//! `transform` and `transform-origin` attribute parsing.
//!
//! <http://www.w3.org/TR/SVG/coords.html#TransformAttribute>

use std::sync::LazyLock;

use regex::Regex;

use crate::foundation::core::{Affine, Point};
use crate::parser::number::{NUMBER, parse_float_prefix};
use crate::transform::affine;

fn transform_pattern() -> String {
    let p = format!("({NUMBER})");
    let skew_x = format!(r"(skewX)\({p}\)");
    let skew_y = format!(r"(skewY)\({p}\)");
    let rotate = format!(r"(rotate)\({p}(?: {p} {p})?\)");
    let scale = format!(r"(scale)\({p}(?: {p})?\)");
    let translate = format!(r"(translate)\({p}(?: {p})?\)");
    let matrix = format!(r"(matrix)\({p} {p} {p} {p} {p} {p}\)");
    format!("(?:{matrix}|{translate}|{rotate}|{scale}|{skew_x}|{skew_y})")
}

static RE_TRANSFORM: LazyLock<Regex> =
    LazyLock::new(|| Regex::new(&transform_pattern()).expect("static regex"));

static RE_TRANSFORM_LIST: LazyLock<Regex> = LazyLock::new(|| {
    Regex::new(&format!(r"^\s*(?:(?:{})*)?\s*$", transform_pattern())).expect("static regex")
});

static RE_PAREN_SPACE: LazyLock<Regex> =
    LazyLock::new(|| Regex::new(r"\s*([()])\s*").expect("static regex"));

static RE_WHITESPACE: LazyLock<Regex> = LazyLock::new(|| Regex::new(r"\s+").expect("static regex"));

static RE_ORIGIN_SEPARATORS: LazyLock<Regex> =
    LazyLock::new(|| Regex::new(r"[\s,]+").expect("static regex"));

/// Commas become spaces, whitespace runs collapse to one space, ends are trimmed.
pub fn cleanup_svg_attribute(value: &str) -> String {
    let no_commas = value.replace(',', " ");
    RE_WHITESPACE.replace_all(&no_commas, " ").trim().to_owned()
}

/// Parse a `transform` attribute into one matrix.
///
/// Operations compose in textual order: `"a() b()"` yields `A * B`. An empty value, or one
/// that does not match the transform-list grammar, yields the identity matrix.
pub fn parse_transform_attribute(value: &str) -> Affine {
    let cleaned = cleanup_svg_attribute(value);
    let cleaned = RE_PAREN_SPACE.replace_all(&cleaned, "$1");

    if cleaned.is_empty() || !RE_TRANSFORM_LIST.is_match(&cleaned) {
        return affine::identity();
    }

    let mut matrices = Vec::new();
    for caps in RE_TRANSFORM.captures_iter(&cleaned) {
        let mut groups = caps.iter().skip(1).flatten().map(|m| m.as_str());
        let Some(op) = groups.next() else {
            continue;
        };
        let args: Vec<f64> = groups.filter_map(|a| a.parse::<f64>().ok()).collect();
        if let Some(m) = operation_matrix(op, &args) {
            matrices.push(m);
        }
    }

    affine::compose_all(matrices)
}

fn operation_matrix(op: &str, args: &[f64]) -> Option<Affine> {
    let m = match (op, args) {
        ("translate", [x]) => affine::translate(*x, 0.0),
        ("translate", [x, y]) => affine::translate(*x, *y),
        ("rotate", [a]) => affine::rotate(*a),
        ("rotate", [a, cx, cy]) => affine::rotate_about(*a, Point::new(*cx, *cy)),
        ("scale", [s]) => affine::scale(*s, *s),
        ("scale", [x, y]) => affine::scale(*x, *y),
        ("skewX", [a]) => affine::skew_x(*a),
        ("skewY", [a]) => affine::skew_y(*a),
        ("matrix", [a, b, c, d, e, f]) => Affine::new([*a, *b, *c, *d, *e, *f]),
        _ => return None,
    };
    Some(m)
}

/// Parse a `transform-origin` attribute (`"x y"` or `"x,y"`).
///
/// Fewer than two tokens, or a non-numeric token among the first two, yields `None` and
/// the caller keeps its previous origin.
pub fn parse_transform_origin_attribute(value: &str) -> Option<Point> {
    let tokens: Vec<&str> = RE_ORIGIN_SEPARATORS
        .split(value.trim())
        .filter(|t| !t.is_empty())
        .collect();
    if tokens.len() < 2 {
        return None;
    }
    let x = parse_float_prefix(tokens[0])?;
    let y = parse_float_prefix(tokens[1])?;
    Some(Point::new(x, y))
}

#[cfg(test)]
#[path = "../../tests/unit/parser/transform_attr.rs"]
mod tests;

◇ ◇ ◇

**TASK DETAILS:** For the word "caps", go through the records and show each line that carries it.

**FINAL ANSWER:**
    for caps in RE_TRANSFORM.captures_iter(&cleaned) {
        let mut groups = caps.iter().skip(1).flatten().map(|m| m.as_str());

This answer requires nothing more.